Abad ke-10 sampai abad ke-15
Bagaimana pula dengan Buddhadharma di masa Jawa Timur kuno? Berdasarkan bukti-bukti arkeologis, diketahui bahwa praktik Buddhis Mahayana-Tantra semakin mengental di era ini. Raja Krtanegara dari Singosari (abad 13 M) diketahui adalah seorang praktisi Tantra yang sangat mumpuni, khususnya Kalachakra Tantra, dan ini dikatakan merupakan salah satu faktor yang menyebabkan beliau sanggup menandingi Kubilai Khan dari Mongol yang waktu itu hendak menginvasi Jawa.
Arca-arca peninggalan masa ini sangatlah khas Tantra, antara lain: Amogaphasa Lokeswara (yang masih dapat dilihat di Candi Jago) yang merupakan Avalokiteshvara dalam penampakannya sebagai istadewata Tantra bertangan delapan.
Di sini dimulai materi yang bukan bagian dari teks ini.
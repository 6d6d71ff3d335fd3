//! Clause satisfaction reporting.

use amoeba_base::ClauseModel;
use serde::Serialize;
use std::fmt;
use crate::assignment::Assignment;

/// Counts of clauses with and without a true literal.
#[derive(Debug, Clone, Copy, PartialEq, Eq, Default, Serialize)]
pub struct ClauseReport {
    pub satisfied: usize,
    pub unsatisfied: usize,
}

impl ClauseReport {
    /// Returns whether every clause is satisfied.
    #[must_use]
    pub fn all_satisfied(&self) -> bool {
        self.unsatisfied == 0
    }
}

impl fmt::Display for ClauseReport {
    fn fmt(&self, f: &mut fmt::Formatter<'_>) -> fmt::Result {
        write!(f, "{}/{}", self.satisfied, self.unsatisfied)
    }
}

/// Evaluates clauses under an assignment. Diagnostic only; the solver never
/// consults it.
pub struct ClauseValidator;

impl ClauseValidator {
    /// Counts satisfied and unsatisfied clauses.
    ///
    /// `assignment` must cover every variable of `model`.
    #[must_use]
    pub fn check(model: &ClauseModel, assignment: &Assignment) -> ClauseReport {
        debug_assert_eq!(
            assignment.len(),
            model.num_vars(),
            "assignment does not match the model's variable count"
        );
        let satisfied = model
            .clauses()
            .iter()
            .filter(|clause| clause.is_satisfied_by(|var| assignment.value(var)))
            .count();

        ClauseReport {
            satisfied,
            unsatisfied: model.clauses().len() - satisfied,
        }
    }
}
//! Unified error types for amoeba.

use thiserror::Error;

/// The main error type for amoeba operations.
#[derive(Debug, Error)]
pub enum Error {
    /// A problem instance violates a precondition of the core.
    #[error("Precondition violated: {0}")]
    Precondition(String),

    /// A literal could not be interpreted.
    #[error("Invalid literal: {0}")]
    InvalidLiteral(i64),

    /// A tuning parameter is outside its domain.
    #[error("Invalid parameter {name}: {message}")]
    InvalidParameter {
        name: &'static str,
        message: String,
    },

    /// Malformed problem text.
    #[error("Parse error at line {line}: {message}")]
    Parse { line: usize, message: String },

    /// Solver state left its legal range.
    #[error("Invariant violated: {0}")]
    InvariantViolation(String),

    /// I/O error.
    #[error("I/O error: {0}")]
    Io(#[from] std::io::Error),
}

/// Convenient Result type alias.
pub type Result<T> = std::result::Result<T, Error>;
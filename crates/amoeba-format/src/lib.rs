//! # amoeba-format
//!
//! Problem file parsing for amoeba.
//!
//! Supports:
//! - **DIMACS CNF**: the SAT competition format, including the `%` trailer
//!   used by the SATLIB uniform random 3-SAT benchmarks

pub mod dimacs;

pub use dimacs::{DimacsCnf, LoadOptions};
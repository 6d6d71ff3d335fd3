//! Subcommands.

pub mod solve;
pub mod trials;

use amoeba_base::ClauseModel;
use amoeba_core::NoiseKind;
use amoeba_format::{DimacsCnf, LoadOptions};
use anyhow::Context;
use std::fs::File;
use std::path::Path;

/// A loaded instance.
pub struct Instance {
    pub model: ClauseModel,
    /// Clauses discarded for being shorter than the retention threshold.
    pub dropped_clauses: usize,
}

/// Loads a DIMACS file into a validated clause model.
pub fn load_instance(path: &Path, min_clause_len: usize) -> anyhow::Result<Instance> {
    let file = File::open(path).with_context(|| format!("opening {}", path.display()))?;
    let cnf = DimacsCnf::from_reader_with(file, LoadOptions { min_clause_len })
        .with_context(|| format!("parsing {}", path.display()))?;
    if cnf.dropped_clauses > 0 {
        tracing::warn!(
            "{}: dropped {} clause(s) shorter than {} literals",
            path.display(),
            cnf.dropped_clauses,
            min_clause_len
        );
    }
    let model = cnf
        .to_clause_model()
        .with_context(|| format!("validating {}", path.display()))?;
    tracing::info!(
        "Loaded {}: {} vars, {} clauses",
        path.display(),
        model.num_vars(),
        model.clauses().len()
    );
    Ok(Instance {
        model,
        dropped_clauses: cnf.dropped_clauses,
    })
}

/// Parses a `--noise` value, already restricted by clap to known names.
pub fn parse_noise(value: Option<&str>, default: NoiseKind) -> anyhow::Result<NoiseKind> {
    match value {
        Some(name) => name.parse().map_err(|e: String| anyhow::anyhow!(e)),
        None => Ok(default),
    }
}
Selain itu juga banyak ditemukan arca-arca istadewata Tantra lainnya seperti Bhagawati Tara, Bhairawa dan sebagainya dari era ini. Di masa ini, hubungan diplomatik antara kerajaan di Jawa (Singosari) dan Sumatera (Malayu) juga berjalan sangat erat.
Corak Buddhadharma yang dipraktikkan oleh kedua wilayah kerajaan tersebut juga mirip, yaitu Mahayana-Tantra. Ini antara lain bisa dilihat juga dari penemuan arca-arca istadewata Tantra pula di Sumatera, termasuk di antaranya adalah arca Bhairawa, Mahakala dan juga Heruka. Candi Bahal di Sumatera hingga saat ini pun sangat terkenal sebagai tempat ziarah para praktisi Tantra (khususnya Heruka Tantra), dari berbagai pelosok dunia.
Istadewata Heruka juga muncul di dalam salah satu bait dari Kitab Sutasoma yang ditulis oleh Mpu Tantular (abad 14 M) dari era Majapahit.
Selain Sutasoma, yang terkenal karena Bung Karno mengambil semboyan bangsa kita, Bhinneka Tunggal Ika, dari kitab ini, ada beberapa kitab yang juga sangat penting dan bisa menunjukkan jejak-jejak karakter Buddhadharma di Nusantara pada zaman lampau, antara lain: Negarakrtagama, Sang Hyang Kamahayanan Mantranaya dan Sang Hyang Kamahayanan. Secara khusus, kedua kitab yang terakhir disebutkan ini juga dikenal sebagai kitab ajaran Tantra Jawa Kuna.
Sang Hyang Kamahayanan Mantranaya adalah kitab yang berisikan syair-syair Sanskrit dan kemudian menyertakan pula penjelasannya dalam bahasa Jawa Kuna. Kitab ini pada dasarnya adalah berisi panduan untuk memberikan abhiseka kepada para (calon) murid ke dalam praktik Tantra. Beberapa kutipan syair dari kitab ini, antara lain:
Sang Hyang Mahayana ini kuajarkan padamu, yaitu Sang Hyang Mantranaya dari Jalan Agung Mahayana namanya. Tata laksananya akan kujelaskan padamu. Karena engkau merupakan makhluk yang baik yang pantas menerima ajaran Sang Hyang Dharma Mantranaya. (2)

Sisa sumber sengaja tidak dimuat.